The in instruction can be found at 0x100061DB. The eax register is populated by a hardcoded hex value, 0x564d5868, which in ASCII translates to VMXh. Following the cross-references, we find that the output of this function is tested and, if not zero, loads an error message “Found Virtual Machine,Install Cancel.”

This implies that, indeed, the malware aborts its install in a VMware instance.

Jump your cursor to 0x1001D988. What do you find?

A string of apparently random mostly-ASCII values.

If you have the IDA Python plug-in installed…

I don’t; so let’s see if there’s another way to do this.

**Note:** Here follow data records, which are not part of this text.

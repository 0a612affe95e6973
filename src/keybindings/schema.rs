//! Keybinding configuration schema
//!
//! Defines serde-serializable structs for parsing keybinding TOML config.

use serde::{Deserialize, Serialize};

/// Root keybinding configuration containing all action sections
#[derive(Debug, Clone, Deserialize, Serialize, PartialEq)]
pub struct KeybindingConfig {
    pub navigation: NavigationBindings,
    pub tasks: TaskBindings,
    pub chat: ChatBindings,
    pub dialogs: DialogBindings,
    pub global: GlobalBindings,
}

/// Navigation keybindings for column and card selection
#[derive(Debug, Clone, Deserialize, Serialize, PartialEq)]
#[serde(rename_all = "snake_case")]
pub struct NavigationBindings {
    pub move_left: String,
    #[serde(default)]
    pub move_left_alt: Option<String>,
    pub move_right: String,
    #[serde(default)]
    pub move_right_alt: Option<String>,
    pub select_up: String,
    #[serde(default)]
    pub select_up_alt: Option<String>,
    pub select_down: String,
    #[serde(default)]
    pub select_down_alt: Option<String>,
    pub task_move_left: String,
    pub task_move_right: String,
}

/// Task action keybindings
#[derive(Debug, Clone, Deserialize, Serialize, PartialEq)]
#[serde(rename_all = "snake_case")]
pub struct TaskBindings {
    pub new_task: String,
    pub edit_task: String,
    #[serde(default)]
    pub edit_task_alt: Option<String>,
    pub complete_task: String,
    pub delete_task: String,
}

/// Chat side panel keybindings
#[derive(Debug, Clone, Deserialize, Serialize, PartialEq)]
#[serde(rename_all = "snake_case")]
pub struct ChatBindings {
    pub toggle_panel: String,
    pub next_contact: String,
    pub prev_contact: String,
}

/// Dialog interaction keybindings
#[derive(Debug, Clone, Deserialize, Serialize, PartialEq)]
#[serde(rename_all = "snake_case")]
pub struct DialogBindings {
    pub command_palette: String,
    pub help: String,
    pub dismiss: String,
    #[serde(default)]
    pub dismiss_alt: Option<String>,
    pub confirm: String,
    pub cancel: String,
}

/// Global application keybindings
#[derive(Debug, Clone, Deserialize, Serialize, PartialEq)]
#[serde(rename_all = "snake_case")]
pub struct GlobalBindings {
    pub quit: String,
    pub toggle_view: String,
    pub users_view: String,
    pub refresh: String,
    pub submit: String,
}

#[cfg(test)]
use std::path::PathBuf;

#[cfg(test)]
#[test]
fn parse_default() {
    let config_path = PathBuf::from("config/keybindings.toml");

    let config_content = std::fs::read_to_string(&config_path)
        .unwrap_or_else(|e| panic!("Failed to read config/keybindings.toml: {}", e));

    let config: KeybindingConfig = toml::from_str(&config_content)
        .unwrap_or_else(|e| panic!("Failed to parse config/keybindings.toml: {}", e));

    assert_eq!(
        config.navigation.move_left, "h",
        "Navigation move_left should be 'h'"
    );
    assert_eq!(
        config.navigation.move_right, "l",
        "Navigation move_right should be 'l'"
    );
    assert_eq!(
        config.navigation.select_up, "k",
        "Navigation select_up should be 'k'"
    );
    assert_eq!(
        config.navigation.select_down, "j",
        "Navigation select_down should be 'j'"
    );
    assert_eq!(
        config.navigation.task_move_left, "H",
        "Task move left should be 'H'"
    );
    assert_eq!(
        config.navigation.task_move_right, "L",
        "Task move right should be 'L'"
    );
    assert_eq!(config.tasks.new_task, "n", "Task new_task should be 'n'");
    assert_eq!(config.tasks.edit_task, "e", "Task edit_task should be 'e'");
    assert_eq!(config.chat.toggle_panel, "m", "Chat toggle should be 'm'");
    assert_eq!(
        config.dialogs.command_palette, "ctrl-p",
        "Command palette should be 'ctrl-p'"
    );
    assert_eq!(config.dialogs.help, "?", "Help should be '?'");
    assert_eq!(config.dialogs.dismiss, "esc", "Dismiss should be 'esc'");
    assert_eq!(config.global.quit, "q", "Global quit should be 'q'");
    assert!(
        !config.navigation.move_left.is_empty(),
        "navigation.move_left must not be empty"
    );
    assert!(
        !config.tasks.new_task.is_empty(),
        "tasks.new_task must not be empty"
    );
    assert!(
        !config.global.quit.is_empty(),
        "global.quit must not be empty"
    );
}

#[cfg(test)]
mod tests {
    use super::*;

    fn full_config_toml() -> &'static str {
        r#"
[navigation]
move_left = "h"
move_left_alt = "left"
move_right = "l"
move_right_alt = "right"
select_up = "k"
select_up_alt = "up"
select_down = "j"
select_down_alt = "down"
task_move_left = "H"
task_move_right = "L"

[tasks]
new_task = "n"
edit_task = "e"
edit_task_alt = "enter"
complete_task = "c"
delete_task = "d"

[chat]
toggle_panel = "m"
next_contact = "]"
prev_contact = "["

[dialogs]
command_palette = "ctrl-p"
help = "?"
dismiss = "esc"
dismiss_alt = "ctrl-c"
confirm = "enter"
cancel = "esc"

[global]
quit = "q"
toggle_view = "\\"
users_view = "u"
refresh = "r"
submit = "enter"
"#
    }

    #[test]
    fn test_keybinding_config_deserialize() {
        let config: KeybindingConfig =
            toml::from_str(full_config_toml()).expect("Failed to parse TOML");
        assert_eq!(config.navigation.move_left, "h");
        assert_eq!(config.navigation.move_right, "l");
        assert_eq!(config.tasks.new_task, "n");
        assert_eq!(config.chat.toggle_panel, "m");
        assert_eq!(config.dialogs.command_palette, "ctrl-p");
        assert_eq!(config.global.quit, "q");
    }

    #[test]
    fn test_keybinding_config_roundtrip() {
        let config: KeybindingConfig =
            toml::from_str(full_config_toml()).expect("Failed to parse TOML");
        let serialized = toml::to_string(&config).expect("Failed to serialize");
        let deserialized: KeybindingConfig =
            toml::from_str(&serialized).expect("Failed to deserialize");
        assert_eq!(config, deserialized);
    }
}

The Python file contains the following:

sea = ScreenEA()

for i in range(0x00,0x50):
        b = Byte(sea+i)
        decoded_byte = b ^ 0x55
        PatchByte(sea+i,decoded_byte)

Clearly, it is XORing each byte in this sequence with 0x55, and replacing it. Let’s try translating this into IDC (borrowing heavily from this example):

static decrypt(from) {
  auto i, x;
  for ( i=0; i < 0x50; i=i+1 ) { 
    x = Byte(from);
    x = (x^0x55);
    PatchByte(from,x);
    from = from + 1;
  } 
}

After importing and compiling this script, I can run it using Shift+F2:

decrypt(0x1001D988)

Then I can convert the bytes into a string in the display. The results:

xdoor is this backdoor, string decoded for Practical Malware Analysis Lab :)1234

Wrap-up

After comparing with the answer key, the main gap in my analysis was an incomplete understanding of PSLIST. The answer key notes that the export can be used to get information about a particular process name, not just all process names; I missed this in my review. But, with practice, I should improve at translating the logic on the fly.